# The Salutation...and the bo staff...together?



## Carol (Jul 9, 2006)

Mr. Parker changed things, right? 

Just...not...like...this.      


http://www.youtube.com/watch?v=m_Ronq6MAnk&search=kenpo%20sensei


----------



## Brother John (Jul 9, 2006)

.......interesting.

Who are the folks in this video???


Your Bro.
John


----------



## Carol (Jul 9, 2006)

I...don't know.

There are similar clips attributed to "Yeled Kenpo" in San Jose, CA.


----------



## michaeledward (Jul 9, 2006)

I have seen the opening of the staff set done in this manner. It is not the way we do it. 

But what the hell is going on with a yellow belt learning the staff set? 

Or even the formal salutation, for that matter. At Yellow, the student should still be working on Short and Long 1 ... which does not begin with the formal saluation. 

Good Grief.


----------



## KENPOJOE (Jul 9, 2006)

Carol Kaur said:
			
		

> Mr. Parker changed things, right?
> 
> Just...not...like...this.
> 
> ...


 
Hi folks!
first of all, I should give you some background on the video clips. The yellow belt clad young lady apparently has one of her friends or family members record portions of her class with her instructor. I looked through all the clips she had and there are a couple of good parts in some of them. I found the website for the instructor featured in the clips and called him. I informed him that I had seen those clips and thought it was nice that his student was doing that to promote her instructor and her training. HE HAS ABSOLUTELY NO IDEA SHE WAS DOING THAT! The gentleman seems nice enough from our phone conversation and runs a christian-based kenpo studio in a strip  mall in that area. 
now, as far as the video goes, Carol, I don't know what actual rank you are or if you even have Mr. Parker's staff set. I have seen several versions of the opening over the years based on different influences and people's ability [or inability] to perform the opening.

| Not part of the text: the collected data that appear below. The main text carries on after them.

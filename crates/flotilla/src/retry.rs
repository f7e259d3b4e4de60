//! Retry policy for upstream calls.
//!
//! Transient failures (transport errors and 5xx responses) are retried with
//! bounded exponential backoff and jitter. Client errors and cancellations
//! surface immediately.

use std::future::Future;
use std::time::Duration;

use backon::{ExponentialBuilder, Retryable};

use crate::error::{Error, Result};

const INITIAL_BACKOFF: Duration = Duration::from_millis(500);
const MAX_BACKOFF: Duration = Duration::from_secs(15);
const MAX_RETRIES: usize = 3;

/// The standard backoff strategy for fleet API calls.
#[must_use]
pub fn default_backoff() -> ExponentialBuilder {
    ExponentialBuilder::default()
        .with_min_delay(INITIAL_BACKOFF)
        .with_max_delay(MAX_BACKOFF)
        .with_max_times(MAX_RETRIES)
        .with_jitter()
}

/// Run `operation`, retrying transient failures.
pub async fn with_retry<T, F, Fut>(operation: F) -> Result<T>
where
    F: FnMut() -> Fut,
    Fut: Future<Output = Result<T>>,
{
    operation
        .retry(default_backoff())
        .when(Error::is_transient)
        .notify(|err: &Error, dur: Duration| {
            tracing::debug!(error = %err, delay_ms = dur.as_millis() as u64, "retrying");
        })
        .await
}

#[cfg(test)]
mod tests {
    use super::*;
    use std::sync::atomic::{AtomicU32, Ordering};
    use std::sync::Arc;

    #[tokio::test]
    async fn retries_transient_errors_until_success() {
        let calls = Arc::new(AtomicU32::new(0));
        let calls_capture = Arc::clone(&calls);

        let result = with_retry(move || {
            let calls = Arc::clone(&calls_capture);
            async move {
                let n = calls.fetch_add(1, Ordering::SeqCst);
                if n < 2 {
                    Err(Error::Transport("connection reset".into()))
                } else {
                    Ok(7u32)
                }
            }
        })
        .await;

        assert_eq!(result.unwrap(), 7);
        assert_eq!(calls.load(Ordering::SeqCst), 3);
    }

    #[tokio::test]
    async fn does_not_retry_client_errors() {
        let calls = Arc::new(AtomicU32::new(0));
        let calls_capture = Arc::clone(&calls);

        let result: Result<()> = with_retry(move || {
            let calls = Arc::clone(&calls_capture);
            async move {
                calls.fetch_add(1, Ordering::SeqCst);
                Err(Error::Api {
                    status: 404,
                    message: "not found".into(),
                })
            }
        })
        .await;

        assert!(result.is_err());
        assert_eq!(calls.load(Ordering::SeqCst), 1);
    }

    #[tokio::test]
    async fn gives_up_after_bounded_attempts() {
        let calls = Arc::new(AtomicU32::new(0));
        let calls_capture = Arc::clone(&calls);

        let result: Result<()> = with_retry(move || {
            let calls = Arc::clone(&calls_capture);
            async move {
                calls.fetch_add(1, Ordering::SeqCst);
                Err(Error::Api {
                    status: 502,
                    message: "bad gateway".into(),
                })
            }
        })
        .await;

        assert!(result.is_err());
        assert_eq!(calls.load(Ordering::SeqCst), (MAX_RETRIES + 1) as u32);
    }
}
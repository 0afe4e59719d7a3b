/// Items that can become a `T` in a new slice: owned `T`s are moved, borrowed `&T`s are cloned.
///
/// This is the compile-time "prefer move, fall back to copy" policy of the sequence constructors
/// ([`ASlice::try_from_iter_in`](crate::ASlice::try_from_iter_in) and friends):
///
/// | Item          | Requires      | Source afterwards |
/// | --------------| --------------| ------------------|
/// | `T`           |               | consumed (moved-from)
/// | `&T`          | `T: Clone`    | untouched
/// | `&mut T`      | `T: Clone`    | untouched
///
/// Anything else fails to compile:
///
/// ```compile_fail,E0277
/// # use islice::{ASlice, allocator::alloc::Global};
/// struct NeitherMoveNorClone;
/// let src = [NeitherMoveNorClone, NeitherMoveNorClone];
/// // won't compile - `&NeitherMoveNorClone` can't be cloned into an owned element
/// let s = ASlice::<NeitherMoveNorClone, Global>::try_from_iter(src.iter());
/// ```
pub trait Element<T> {
    fn into_element(self) -> T;
}

impl<T> Element<T> for T {
    #[inline(always)] fn into_element(self) -> T { self }
}

impl<T: Clone> Element<T> for &'_ T {
    #[inline(always)] fn into_element(self) -> T { self.clone() }
}

impl<T: Clone> Element<T> for &'_ mut T {
    #[inline(always)] fn into_element(self) -> T { self.clone() }
}



#[test] fn move_or_clone() {
    use crate::util::drop::{CloneOnly, MoveOnly};

    let moved : MoveOnly = MoveOnly(3).into_element();
    assert_eq!(moved, MoveOnly(3));

    let original = CloneOnly::new(4);
    let cloned : CloneOnly = (&original).into_element();
    assert_eq!(cloned.value, 4);
    assert_eq!(original.clones(), 1);
}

As he is basically teaching a private lesson and going over one of the most difficult opening weapon salutations i've ever done in my martial arts career,simply stated, a lot of people initially miss and or drop the staff and have problems with it.So, no biggie. But, i don't think he ever thought it would be on the internet for everyone and anyone to see.And I'm sure his student just wants to help [and probably has one of those schoolgirl crushes on her instructor].But,seriously, we all have occasional faux pas in our training. The question i'm wondering is why is he teaching a yellow belt staff set? Perhaps he's just demonstrating it for her? I think it's cute as she cowers from the staff in mock fear [and giggles]
BEGOOD,
KENPOJOE


----------



## Carol (Jul 9, 2006)

KENPOJOE said:
			
		

> Hi folks!
> first of all, I should give you some background on the video clips. The yellow belt clad young lady apparently has one of her friends or family members record portions of her class with her instructor. I looked through all the clips she had and there are a couple of good parts in some of them. I found the website for the instructor featured in the clips and called him. I informed him that I had seen those clips and thought it was nice that his student was doing that to promote her instructor and her training. HE HAS ABSOLUTELY NO IDEA SHE WAS DOING THAT! The gentleman seems nice enough from our phone conversation and runs a christian-based kenpo studio in a strip mall in that area.


 
Aiiieee... Candid Camera in the 21st century   Poor Sensei.  



> now, as far as the video goes, Carol, I don't know what actual rank you are


 
Please consider me to be a beginner sir.  The color belt I'm wearing would set incorrect expectations as to my skills.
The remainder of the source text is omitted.